Rising HIV/AIDS rates have also taken their toll on rural households. In Malawi, the disease strikes those who are in their most productive years -- people aged 15-49. The prevalence rate for adults is 15 percent -- one of the highest in the world, and it is the leading cause of death among the reproductive aged population in Malawi.
The impact of the disease has been catastrophic, resulting in a significant increase in the number of premature deaths and a decline in life expectancy to an average of 37 years. As the adults become sick and die, communities are left with households made up of only the elderly and children. An estimated 70,000 children are orphaned each year as a result of the loss of one or both parents in Malawi. In the past, orphans would be taken care of by relatives and other family members, but due to the large number of deaths this traditional form of a social safety net has become strained to its breaking point.
The result is a large number of elderly headed households with numerous dependents or orphan headed households were children are forced to survive on their own. If the elderly are unable to work in the fields, then the children in the household will be taken out school to help support the family. Girls in particular are removed from school so they can stay home and take care of sick relatives. As the disease takes its toll, more and more of their already meager household income must go to pay for medical expenses and funerals.
Finding an End to "Inzala"
If you ask the residents here why they chose to participate in the Food for Work program, you will hear the same response. Often it is uttered quietly under the breath and sometimes in unison by a group of people. What they say is "inzala" which literally translated means starving. It is hard to imagine when surrounded by such a verdant landscape that there could be a food shortage. But the truth is that in most years the farmers here are unable to produce enough to feed themselves and their families.
Poor agricultural practices and a lack of irrigation combined with a lack of inputs (fertilizer, seeds) and erratic rain fall make it difficult for households to produce enough food. Victoria Nyondo is the MRCS food monitor for Chitipa. She explains that despite the relatively abundant rainfall, there is no irrigation in most places. Additionally farmers are unable to purchase critical inputs such as fertilizer and high quality seeds.
In the past such inputs were subsidized by the government meaning even the poorest farmers could afford to purchase agricultural inputs. With a change of government in 1994, Malawi embarked on a policy of economic liberalization. As a result, the agricultural subsidies which farmers had been receiving for decades were discontinued. The farmers who had grown dependent on these subsidized inputs were left without recourse. In the interim, as people learn to survive in the new economy, projects like Food for Work are critical. Victoria explains in the simplest terms, "Projects like this help the people because without them they would have nothing."

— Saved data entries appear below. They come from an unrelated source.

//! Remote scan agent
//!
//! Reports the tree below its root in the wire format of
//! [`crate::protocol::scan`], leaving out its own program file. The report
//! is only printed once the whole walk succeeded.

use std::fs;
use std::path::{Path, PathBuf};

use super::{secrets_match, Lifecycle};
use crate::exclusion::FileFilter;
use crate::logging::*;
use crate::protocol::report::fail_line;
use crate::protocol::scan::{encode_record, encode_root};
use crate::scan;

pub struct ScanAgent {
	root: PathBuf,
	program: PathBuf,
	filter: FileFilter,
	lifecycle: Lifecycle,
	report: String,
}

impl ScanAgent {
	pub fn open(
		program: &Path,
		root: &str,
		secret: &str,
		supplied: &str,
		rules: Vec<(String, bool)>,
	) -> Self {
		let base = program.parent().unwrap_or_else(|| Path::new(".")).join(root.trim_matches('/'));
		let mut agent = ScanAgent {
			root: base.clone(),
			program: program.to_path_buf(),
			filter: FileFilter::default(),
			lifecycle: Lifecycle::Ready,
			report: String::new(),
		};

		if !secrets_match(secret, supplied) {
			warn!("Scan agent {} called with an invalid key", program.display());
			agent.abort("open", "invalid key");
			return agent;
		}
		match fs::canonicalize(&base) {
			Ok(root) if root.is_dir() => agent.root = root,
			_ => {
				agent.abort("open", "root not found");
				return agent;
			}
		}
		match FileFilter::from_rules(rules) {
			Ok(filter) => agent.filter = filter,
			Err(e) => agent.abort("open", &e.to_string()),
		}
		agent
	}

	pub fn is_consumed(&self) -> bool {
		self.lifecycle == Lifecycle::Consumed
	}

	pub fn into_report(self) -> String {
		self.report
	}

	pub fn scan(&mut self) {
		if self.is_consumed() {
			return;
		}
		let own = fs::canonicalize(&self.program).ok();
		match scan::walk(&self.root, &self.filter, own.as_deref()) {
			Ok(records) => {
				debug!("Scan agent reporting {} entries", records.len());
				self.report.push_str(&encode_root(&self.root.to_string_lossy()));
				self.report.push('\n');
				for record in &records {
					self.report.push_str(&encode_record(record));
					self.report.push('\n');
				}
			}
			Err(e) => self.abort("scan", &e.to_string()),
		}
	}

	pub fn cleanup(&mut self) {
		if !self.is_consumed() {
			self.consume();
		}
	}

	fn abort(&mut self, action: &str, reason: &str) {
		self.consume();
		self.report.push_str(&fail_line(action, None, Some(reason)));
		self.report.push('\n');
	}

	fn consume(&mut self) {
		self.lifecycle = Lifecycle::Consumed;
		if let Err(e) = fs::remove_file(&self.program) {
			error!("Cannot delete agent {}: {}", self.program.display(), e);
			self.report.push_str(&fail_line("cleanup", None, Some("cannot delete agent")));
			self.report.push('\n');
		}
	}
}


// vim: ts=4
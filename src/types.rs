//! Snapshot records and reconciling actions

use std::fmt;
use std::path::PathBuf;

/// One entry of a tree snapshot
#[derive(Clone, PartialEq, Eq, Debug)]
pub struct FileRecord {
	/// Slash-rooted path relative to the scan root
	pub path: String,
	pub kind: FileKind,
}

#[derive(Clone, PartialEq, Eq, Debug)]
pub enum FileKind {
	/// Regular file; `source` is only known on the local side
	File { mode: u32, hash: String, source: Option<PathBuf> },
	Directory { mode: u32 },
	/// Symlink, reported by target string and never followed
	Symlink { target: String },
	/// Devices, sockets, fifos and anything else the tool cannot deploy
	Unknown,
}

impl FileKind {
	pub fn name(&self) -> &'static str {
		match self {
			FileKind::File { .. } => "file",
			FileKind::Directory { .. } => "directory",
			FileKind::Symlink { .. } => "symlink",
			FileKind::Unknown => "unknown",
		}
	}
}

impl FileRecord {
	pub fn file(path: impl Into<String>, mode: u32, hash: impl Into<String>) -> Self {
		FileRecord {
			path: path.into(),
			kind: FileKind::File { mode, hash: hash.into(), source: None },
		}
	}

	pub fn directory(path: impl Into<String>, mode: u32) -> Self {
		FileRecord { path: path.into(), kind: FileKind::Directory { mode } }
	}

	pub fn symlink(path: impl Into<String>, target: impl Into<String>) -> Self {
		FileRecord { path: path.into(), kind: FileKind::Symlink { target: target.into() } }
	}

	pub fn unknown(path: impl Into<String>) -> Self {
		FileRecord { path: path.into(), kind: FileKind::Unknown }
	}
}

/// One reconciling operation for a single path
#[derive(Clone, PartialEq, Eq, Debug)]
pub struct Action {
	pub path: String,
	pub kind: ActionKind,
}

#[derive(Clone, PartialEq, Eq, Debug)]
pub enum ActionKind {
	Mkdir { mode: u32 },
	Chmod { mode: u32 },
	Symlink { target: String },
	Upload { hash: String, source: PathBuf, mode: u32 },
	Rmdir,
	Unlink,
	/// Diff error; never turns into a mutation
	Error { message: String },
}

impl ActionKind {
	pub fn name(&self) -> &'static str {
		match self {
			ActionKind::Mkdir { .. } => "mkdir",
			ActionKind::Chmod { .. } => "chmod",
			ActionKind::Symlink { .. } => "symlink",
			ActionKind::Upload { .. } => "upload",
			ActionKind::Rmdir => "rmdir",
			ActionKind::Unlink => "unlink",
			ActionKind::Error { .. } => "error",
		}
	}

	pub fn is_error(&self) -> bool {
		matches!(self, ActionKind::Error { .. })
	}
}

impl Action {
	pub fn new(path: impl Into<String>, kind: ActionKind) -> Self {
		Action { path: path.into(), kind }
	}

	pub fn error(path: impl Into<String>, message: impl Into<String>) -> Self {
		Action { path: path.into(), kind: ActionKind::Error { message: message.into() } }
	}
}

impl fmt::Display for Action {
	fn fmt(&self, f: &mut fmt::Formatter<'_>) -> fmt::Result {
		write!(f, "{} {}", self.kind.name(), self.path)
	}
}

// vim: ts=4
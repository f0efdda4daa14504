//! Integration tests for config loading
//! A config file found by walking up from the working directory drives a
//! whole deploy against a file:// host.

use std::fs;
use std::iter;
use tempfile::TempDir;

use shipit::{ConfigError, ConfigLoader, DeployRunner, DeployStatus};
use shipit::transport::LocalHost;

fn no_env() -> iter::Empty<(String, String)> {
	iter::empty()
}

#[tokio::test]
async fn test_config_file_drives_deploy() {
	let dir = TempDir::new().unwrap();
	let project = fs::canonicalize(dir.path()).unwrap().join("project");
	let host = fs::canonicalize(dir.path()).unwrap().join("host");
	fs::create_dir_all(project.join(".git")).unwrap();
	fs::create_dir_all(project.join("dist/css")).unwrap();
	fs::create_dir_all(project.join("src")).unwrap();
	fs::create_dir_all(host.join("site/public")).unwrap();
	fs::write(project.join("dist/index.html"), "<html></html>").unwrap();
	fs::write(project.join("dist/css/site.css"), "body {}").unwrap();
	fs::write(project.join("dist/build.log"), "noise").unwrap();
	fs::write(
		project.join("deploy.toml"),
		format!(
			"host = \"file://{}\"\n\
			 localRoot = \"dist\"\n\
			 remoteRoot = \"site\"\n\
			 publicDir = \"public\"\n\
			 baseUrl = \"http://site.test/\"\n\
			 files = [\"!*.log\", \"remote:!/public\"]\n",
			host.display()
		),
	)
	.unwrap();

	let config = ConfigLoader::with_env(project.join("src").to_string_lossy(), no_env())
		.load(None)
		.unwrap();
	assert!(config.is_loopback());
	assert_eq!(config.local_root, project.join("dist").display().to_string());
	assert_eq!(config.remote_root, "/site");
	assert_eq!(config.public_dir, "/site/public");
	assert_eq!(config.remote_root_relative_to_public_dir, "..");
	assert_eq!(config.base_url, "http://site.test");

	let local = LocalHost::new(&host, config.public_dir.as_str(), config.base_url.as_str());
	let outcome = DeployRunner::new(&config, &local, &local).run(false).await.unwrap();
	assert_eq!(outcome.status, DeployStatus::Deployed, "{:?}", outcome.report);
	assert_eq!(fs::read_to_string(host.join("site/css/site.css")).unwrap(), "body {}");
	assert_eq!(fs::read_to_string(host.join("site/index.html")).unwrap(), "<html></html>");
	assert!(!host.join("site/build.log").exists());
	assert_eq!(fs::read_dir(host.join("site/public")).unwrap().count(), 0);

	let outcome = DeployRunner::new(&config, &local, &local).run(false).await.unwrap();
	assert_eq!(outcome.status, DeployStatus::UpToDate);
}

#[test]
fn test_search_stops_at_repository_root() {
	let dir = TempDir::new().unwrap();
	let repo = dir.path().join("repo");
	fs::create_dir_all(repo.join(".git")).unwrap();
	// Above the repository root, never picked up
	fs::write(dir.path().join("deploy.toml"), "host = \"outside\"\n").unwrap();

	let loader = ConfigLoader::with_env(repo.to_string_lossy(), no_env());
	assert_eq!(loader.find_file(), None);
	let err = loader.load(None).unwrap_err();
	assert!(matches!(err, ConfigError::Missing { key: "host" }), "{}", err);
}

#[test]
fn test_loopback_needs_no_credentials_but_ftp_does() {
	let dir = TempDir::new().unwrap();
	fs::create_dir(dir.path().join(".git")).unwrap();
	let env = |host: &str| {
		vec![
			("DEPLOY_HOST".to_string(), host.to_string()),
			("DEPLOY_LOCAL_ROOT".to_string(), "out".to_string()),
			("DEPLOY_BASE_URL".to_string(), "http://x".to_string()),
		]
	};

	let config = ConfigLoader::with_env(dir.path().to_string_lossy(), env("file:///srv/fake"))
		.load(None)
		.unwrap();
	assert_eq!(config.user, "");

	let err = ConfigLoader::with_env(dir.path().to_string_lossy(), env("ftp.example.com"))
		.load(None)
		.unwrap_err();
	assert!(matches!(err, ConfigError::Missing { key: "user" }));
}

// vim: ts=4
use clap::{Arg, ArgAction, Command};
use std::error::Error;
use std::path::Path;
use std::process::ExitCode;

use shipit::config::{Config, ConfigLoader};
use shipit::deploy::{DeployOutcome, DeployRunner, DeployStatus};
use shipit::logging::*;
use shipit::transport::ftp::FtpTransfer;
use shipit::transport::http::HttpTrigger;
use shipit::transport::local::{self, LocalHost};
use shipit::types::ActionKind;

///////////////////////
// Utility functions //
///////////////////////

fn print_outcome(outcome: &DeployOutcome, verbosity: u8) {
	for action in &outcome.actions {
		println!("{}", action);
		if let ActionKind::Error { message } = &action.kind {
			println!("  message: {}", message);
		}
	}

	if outcome.status == DeployStatus::UpToDate {
		println!("No actions required.");
	}

	if let Some(report) = &outcome.report {
		if report.has_failure() || verbosity >= 2 {
			print!("{}", report.text());
		}
	}

	if !outcome.status.is_success() {
		println!("Deploy failed.");
	}
}

async fn deploy(config: &Config, dry_run: bool) -> Result<DeployOutcome, Box<dyn Error>> {
	debug!("Deploying {} to {}{}", config.local_root, config.host, config.remote_root);

	if config.is_loopback() {
		let root = local::host_root(&config.host).ok_or("file:// host must be an absolute path")?;
		let host = LocalHost::new(root, config.public_dir.as_str(), config.base_url.as_str());
		return Ok(DeployRunner::new(config, &host, &host).run(dry_run).await?);
	}

	let transfer = FtpTransfer::new(
		config.host.as_str(),
		config.port,
		config.user.as_str(),
		config.password.as_str(),
	);
	let trigger = HttpTrigger::new()?;
	Ok(DeployRunner::new(config, &transfer, &trigger).run(dry_run).await?)
}

#[tokio::main]
async fn main() -> ExitCode {
	let matches = Command::new("shipit")
		.version(env!("CARGO_PKG_VERSION"))
		.author("Szilard Hajba <szilard@symbion.hu>")
		.about("Transactional deploys over FTP and HTTP")
		.arg(
			Arg::new("config")
				.short('c')
				.long("config")
				.value_name("PATH")
				.help("Config file (default: searched upwards from the working directory)"),
		)
		.arg(
			Arg::new("dry-run")
				.short('d')
				.long("dry-run")
				.action(ArgAction::SetTrue)
				.help("Compute and print the actions without deploying"),
		)
		.arg(
			Arg::new("verbose")
				.short('v')
				.action(ArgAction::Count)
				.help("More diagnostics; -vv also prints the agent report"),
		)
		.get_matches();

	let verbosity = matches.get_count("verbose");
	init_tracing(verbosity);

	let config = match ConfigLoader::new().load(matches.get_one::<String>("config").map(Path::new))
	{
		Ok(config) => config,
		Err(e) => {
			eprintln!("{}", e);
			return ExitCode::FAILURE;
		}
	};

	match deploy(&config, matches.get_flag("dry-run")).await {
		Ok(outcome) => {
			print_outcome(&outcome, verbosity);
			if outcome.status.is_success() {
				ExitCode::SUCCESS
			} else {
				ExitCode::FAILURE
			}
		}
		Err(e) => {
			error!("{}", e);
			eprintln!("{}", e);
			println!("Deploy failed.");
			ExitCode::FAILURE
		}
	}
}

// vim: ts=4
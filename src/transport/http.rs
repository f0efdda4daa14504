//! Agent trigger over HTTP(S)

use async_trait::async_trait;

use super::Trigger;
use crate::error::TransportError;
use crate::logging::*;

pub struct HttpTrigger {
	client: reqwest::Client,
}

impl HttpTrigger {
	pub fn new() -> Result<Self, TransportError> {
		let client = reqwest::Client::builder()
			.user_agent(concat!("shipit/", env!("CARGO_PKG_VERSION")))
			.build()
			.map_err(|e| TransportError::Http { url: String::new(), message: e.to_string() })?;
		Ok(Self { client })
	}
}

#[async_trait]
impl Trigger for HttpTrigger {
	async fn post(&self, url: &str, secret: &str) -> Result<String, TransportError> {
		let http_error =
			|e: reqwest::Error| TransportError::Http { url: url.to_string(), message: e.to_string() };

		let response =
			self.client.post(url).form(&[("key", secret)]).send().await.map_err(http_error)?;

		let status = response.status();
		if !status.is_success() {
			warn!("{} answered {}", url, status);
			return Err(TransportError::Status { url: url.to_string(), status: status.as_u16() });
		}
		response.text().await.map_err(http_error)
	}
}

// vim: ts=4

Malawi Red Cross has been helping vulnerable households to regain their food security since the food crisis began in spring of 2002. During the peak of the food crisis, the MRCS with the support of the American Red Cross and WFP was helping to feed 40,000 households or approximately 250,000 people per month. Although the food crisis has officially ended, MRCS continues to assist food insecure households. Through the Food for Work program, MRCS is assisting 4,206 households in two districts. The MRCS also provides food distributions to households affected by HIV/AIDS including those supporting orphans.